*Work request*.
Print, exactly as they appear in the listing below, the lines from the line with "pub enum MechanismKind" to the line with "#[derive(Debug, Clone)]", with both end lines kept.

═════ Data for this exercise ═════

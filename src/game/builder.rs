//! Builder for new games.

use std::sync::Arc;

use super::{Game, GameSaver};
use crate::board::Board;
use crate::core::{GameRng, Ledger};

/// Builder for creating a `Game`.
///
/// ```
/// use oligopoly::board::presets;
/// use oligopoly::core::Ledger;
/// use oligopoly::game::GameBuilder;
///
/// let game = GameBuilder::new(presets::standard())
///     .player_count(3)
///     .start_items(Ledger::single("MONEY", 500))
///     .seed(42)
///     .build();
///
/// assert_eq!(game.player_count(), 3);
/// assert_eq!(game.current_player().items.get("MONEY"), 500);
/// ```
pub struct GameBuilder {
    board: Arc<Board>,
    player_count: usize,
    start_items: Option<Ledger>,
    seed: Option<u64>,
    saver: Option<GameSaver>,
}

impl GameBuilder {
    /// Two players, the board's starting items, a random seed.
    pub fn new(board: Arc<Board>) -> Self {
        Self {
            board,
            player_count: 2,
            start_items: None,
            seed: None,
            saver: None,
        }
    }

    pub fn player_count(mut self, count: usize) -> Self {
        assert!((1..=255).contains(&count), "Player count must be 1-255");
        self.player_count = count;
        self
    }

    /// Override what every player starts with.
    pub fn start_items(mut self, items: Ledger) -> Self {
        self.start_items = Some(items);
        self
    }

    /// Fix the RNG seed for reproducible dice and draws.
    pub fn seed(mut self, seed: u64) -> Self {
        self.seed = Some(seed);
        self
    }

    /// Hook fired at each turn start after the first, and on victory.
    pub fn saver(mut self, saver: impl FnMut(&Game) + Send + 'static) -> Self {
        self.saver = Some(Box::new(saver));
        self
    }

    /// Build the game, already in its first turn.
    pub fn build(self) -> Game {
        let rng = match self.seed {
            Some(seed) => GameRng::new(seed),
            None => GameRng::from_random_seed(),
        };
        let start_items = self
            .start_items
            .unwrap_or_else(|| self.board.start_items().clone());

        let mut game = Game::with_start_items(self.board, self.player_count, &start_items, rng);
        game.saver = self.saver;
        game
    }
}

═════
═════ Data for this exercise ═════

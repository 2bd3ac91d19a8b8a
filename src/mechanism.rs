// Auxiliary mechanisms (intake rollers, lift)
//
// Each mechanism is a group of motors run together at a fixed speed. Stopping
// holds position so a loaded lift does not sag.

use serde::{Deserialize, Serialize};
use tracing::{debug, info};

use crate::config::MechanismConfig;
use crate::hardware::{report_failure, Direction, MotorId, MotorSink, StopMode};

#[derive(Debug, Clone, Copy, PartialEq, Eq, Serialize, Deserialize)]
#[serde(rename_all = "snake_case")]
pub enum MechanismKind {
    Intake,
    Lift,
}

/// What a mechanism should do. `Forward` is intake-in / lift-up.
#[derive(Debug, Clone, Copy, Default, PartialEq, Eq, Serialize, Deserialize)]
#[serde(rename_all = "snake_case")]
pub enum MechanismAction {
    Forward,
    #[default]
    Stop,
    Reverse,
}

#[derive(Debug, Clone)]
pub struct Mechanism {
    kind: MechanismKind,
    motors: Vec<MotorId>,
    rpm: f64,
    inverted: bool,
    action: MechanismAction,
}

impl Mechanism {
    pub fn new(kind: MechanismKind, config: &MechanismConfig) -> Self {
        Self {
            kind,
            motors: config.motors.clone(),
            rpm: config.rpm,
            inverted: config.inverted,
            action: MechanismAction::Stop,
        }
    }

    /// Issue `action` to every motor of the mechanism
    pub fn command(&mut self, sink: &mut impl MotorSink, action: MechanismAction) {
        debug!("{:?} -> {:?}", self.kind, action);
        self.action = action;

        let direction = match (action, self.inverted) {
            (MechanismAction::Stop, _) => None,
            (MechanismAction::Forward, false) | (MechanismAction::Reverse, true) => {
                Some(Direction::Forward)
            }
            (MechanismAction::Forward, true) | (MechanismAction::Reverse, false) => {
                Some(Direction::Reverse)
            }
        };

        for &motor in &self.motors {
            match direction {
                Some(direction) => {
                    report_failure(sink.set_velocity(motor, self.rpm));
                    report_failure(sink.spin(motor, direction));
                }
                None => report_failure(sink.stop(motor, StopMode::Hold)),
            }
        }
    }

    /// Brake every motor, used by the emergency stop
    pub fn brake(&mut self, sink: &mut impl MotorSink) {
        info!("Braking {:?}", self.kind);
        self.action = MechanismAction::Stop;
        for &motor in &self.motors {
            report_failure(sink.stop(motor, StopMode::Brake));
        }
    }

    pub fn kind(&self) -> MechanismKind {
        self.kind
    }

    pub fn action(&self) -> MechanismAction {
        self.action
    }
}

═════

*Response for this exercise*.
pub enum MechanismKind {
    Intake,
    Lift,
}

/// What a mechanism should do. `Forward` is intake-in / lift-up.
#[derive(Debug, Clone, Copy, Default, PartialEq, Eq, Serialize, Deserialize)]
#[serde(rename_all = "snake_case")]
pub enum MechanismAction {
    Forward,
    #[default]
    Stop,
    Reverse,
}

#[derive(Debug, Clone)]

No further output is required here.